The article from Jenny Vrentas of the New York Times regarding the grand-jury process that culminated in no indictments for Browns quarterback Deshaun Watson detailed extensive communications between lawyer Rusty Hardin and assistant district attorney Johna Staliings.
Harris County District Attorney Kim Ogg, who runs the prosecutor’s office in Houston, recently was interviewed by Mike Melster regarding, among other things, the reported extent of the contact between Hardin and Stallings.
“Totally normal,” Ogg said. “We contact defense lawyers. They contact us. A communication is far different than collaborating or working together to achieve an outcome. That just didn’t happen. It’s not ethical. And it’s not what we do. And it’s not what happened in this case.”
Ogg also delicately chided Vrentas for her characterization of the communications between Hardin and Stallings.
“So I think there was a lot of artistic liberty taken by the writer in that case, who made a presumption — which we’re not allowed to do — that anytime someone shares a text of a phone call, that they’re colluding,” Ogg said. “We don’t work with the plaintiffs’ lawyers, for the reason I said. We don’t want the cross-contamination, if you will, of a bias or motive being alleged against us in terms of trying to put our fingers on the scale in our system to help the other side. So it’s different when you’re dealing with a criminal defense lawyer, they’re representing a person we can’t talk to without them, who we need to notify about where to be or what to do.”

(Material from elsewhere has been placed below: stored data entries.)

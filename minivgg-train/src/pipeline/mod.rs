//! Training pipeline
//!
//! Runs one training request start to finish:
//!
//! 1. **Loading**: discover image files under the dataset root
//! 2. **Preprocessing**: decode, resize and normalize every image
//! 3. **Splitting**: held-out or train-only partitioning
//! 4. **Training**: build and fit the classifier
//! 5. **Evaluating**: accuracy and classification report
//! 6. **Persisting**: write the model to `<output_dir>/<taskId>.<ext>`
//! 7. **AssemblingResult**: merge metrics, model path and hyperparameters
//!
//! The run is synchronous and CPU-bound; callers in async contexts run it
//! on a blocking worker. The first failing stage aborts the run and nothing
//! is persisted unless every earlier stage succeeded.

pub mod assemble;
pub mod error;
pub mod evaluate;
pub mod loader;
pub mod persist;
pub mod preprocess;
pub mod report;
pub mod split;

pub use error::{PipelineError, PipelineResult};

use std::marker::PhantomData;
use std::path::PathBuf;
use tracing::info;

use minivgg_common::config::TrainingSettings;
use minivgg_common::{Error as ConfigError, Result as ConfigResult};

use crate::model::{ClassifierSpec, ImageClassifier, LabelVocabulary, MiniVggClassifier};
use crate::models::{JobState, TrainingRequest, TrainingResult};
use assemble::assemble_result;
use evaluate::Evaluator;
use loader::ImageCorpusLoader;
use persist::ModelStore;
use preprocess::Preprocessor;
use split::SplitPolicy;

pub struct TrainingPipeline<C: ImageClassifier = MiniVggClassifier> {
    settings: TrainingSettings,
    store: ModelStore,
    loader: ImageCorpusLoader,
    preprocessor: Preprocessor,
    _classifier: PhantomData<fn() -> C>,
}

impl<C: ImageClassifier> TrainingPipeline<C> {
    /// Fails if `settings` do not validate
    pub fn new(output_dir: impl Into<PathBuf>, settings: TrainingSettings) -> ConfigResult<Self> {
        settings.validate()?;
        let size = u32::try_from(settings.image_size).map_err(|_| {
            ConfigError::Config(format!(
                "training.image_size {} does not fit an image dimension",
                settings.image_size
            ))
        })?;

        Ok(Self {
            preprocessor: Preprocessor::new(size, settings.channels),
            settings,
            store: ModelStore::new(output_dir),
            loader: ImageCorpusLoader::new(),
            _classifier: PhantomData,
        })
    }

    /// Reload a previously persisted model
    pub fn load_model(&self, task_id: &str) -> PipelineResult<C> {
        self.store.load(task_id)
    }

    fn split_policy(&self) -> SplitPolicy {
        SplitPolicy::new(self.settings.test_fraction, self.settings.stratified)
    }

    fn job_seed(&self) -> u64 {
        if self.settings.random_seed {
            rand::random()
        } else {
            self.settings.seed
        }
    }

    pub fn run(&self, request: &TrainingRequest) -> PipelineResult<TrainingResult> {
        self.run_with_progress(request, |_| {})
    }

    /// Run the pipeline, calling `progress` as each stage starts
    pub fn run_with_progress<F>(
        &self,
        request: &TrainingRequest,
        mut progress: F,
    ) -> PipelineResult<TrainingResult>
    where
        F: FnMut(JobState),
    {
        let task_id = request.task_id.as_str();
        info!(task_id, "Received training request");
        request.validate()?;
        info!(task_id, dataset = %request.dataset_name(), "Dataset received for training");

        progress(JobState::Loading);
        let paths = self.loader.discover(&request.dataset)?;
        info!(task_id, images = paths.len(), "Discovered dataset images");

        progress(JobState::Preprocessing);
        let images = self.loader.materialize(&paths, &self.preprocessor)?;

        progress(JobState::Splitting);
        let vocabulary = LabelVocabulary::from_labels(images.iter().map(|i| i.label.as_str()));
        let seed = self.job_seed();
        let split = self.split_policy().apply(images, request.train_only, seed);
        info!(
            task_id,
            train = split.train().len(),
            evaluation = split.evaluation().len(),
            classes = vocabulary.len(),
            held_out = split.is_held_out(),
            seed,
            "Prepared training data"
        );

        progress(JobState::Training);
        info!(task_id, "Fitting model");
        let spec = ClassifierSpec::from_settings(&self.settings, seed);
        let model = C::train(&spec, vocabulary.clone(), split.train())?;
        info!(task_id, "Model fitting complete");

        progress(JobState::Evaluating);
        if !split.is_held_out() {
            info!(task_id, "Testing not required, scoring on training data");
        }
        let evaluation =
            Evaluator::for_split(&split, &vocabulary).evaluate(&model, split.evaluation())?;
        info!(task_id, accuracy = evaluation.accuracy, "Scored model");

        progress(JobState::Persisting);
        let model_path = self.store.persist(&model, task_id)?;

        progress(JobState::AssemblingResult);
        let result = assemble_result(task_id, &model_path, &evaluation, model.hyperparameters());
        info!(task_id, model_path = %model_path.display(), "Training request complete");
        Ok(result)
    }
}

That’s a little confusing, frankly. If Watson isn’t going to be testifying before the grand jury, why does the prosecutor need to tell Watson’s lawyer “about where to be or what to do.” There are no administrative communications to be had until the suspect is formally charged.
Ogg also addressed the fact that Hardin was allowed to provide a “packet” for presentation to the grand jury.
“When they have a packet as was talked about in this case, it’s funny, that’s just a local custom, allowing defense lawyers to put together a packet,” Ogg said. “You won’t find any support for it in the law, you won’t find any protocol for it because it’s something that’s just been crafted through literally practice between our criminal defense bar and our prosecutors. And what we do is they put together what they want the grand jury to see or hear, and we’ll present it. And we present it because we want to know, too. What’s their side? What are they presenting? And remember, we cannot compel their client, or target, to testify.”
That’s also confusing. The prosecutor lets the defense lawyer put together whatever they want to put together, and then they submit it to the grand jury without even knowing what it is? No matter what it is? What if it contains an incorrect representation of the facts? What if, in this case, it was a video of Rusty Hardin on horseback declaring, as he has done publicly, that all of the women who have accused Watson of misconduct were lying? What if it was a video of Leah Graham proclaiming, as she has done publicly, that Tony Buzbee is a pied piper who has harvested a group of women with meritless claims for the purposes of advancing his social-media following and getting on TV?
Does Ogg really expect anyone to believe it’s normal practice for a defense lawyer to engage in the cake-and-eat-it exercise of not presenting the suspect for grand jury testimony, but also tendering a one-sided, self-serving presentation of the suspect’s viewpoint?
Ogg also took issue with the notion, from the Times article, that packets are used only by high-profile defendants who can finance such activities, calling it a “sensationalized” account of a common practice.
“Numbers wise, because many people are caught at the scene in the middle of the crime, defense lawyers strategically — or simply because they don’t do the work — will not submit packets in violent crimes or instant crimes,” Ogg said. “High profile has nothing to do with it. Packets are common. Although in terms of numbers, because many people are arrested for what I’m calling instant crime or something that happens where action’s taken immediately, many times they are not submitted. In cases like this, or cases where a crime is reported later, lawyers do it a lot.”
So packets are common, except when they aren’t. And profile of case doesn’t matter, except when it does. And some lawyers “don’t do the work” to put a packer together. Obviously, many of those lawyers don’t have clients who can pay the hourly rate for the creation of the packet and/or fund at hundreds of dollars per hour the constant pestering of the prosecutor, which as we’ve opined in this case was aimed at giving Stallings a glimpse of what her professional life would have become like if Watson had been indicted.
Although Ogg said plenty, she never was forced to confront the real reason (in my opinion) as to why Stallings did not secure any indictments. Stallings did not believe she could parlay those indictments into proof-beyond-a-reasonable-doubt convictions. So she let Hardin make his case (without subjecting his client to questioning), and she hoped the grand jury would choose to defer to the civil justice system.
Yes, even though the entire grand-jury proceedings remain cloaked in medieval secrecy, it’s a safe bet that someone made the grand jury aware that these complainants had another path to potential justice, and that the grand jurors quite possibly decided simply to defer to the other main branch of the justice system. Making the outcome anything but an exoneration of Watson — no matter how much Hardin would like to treat it that way.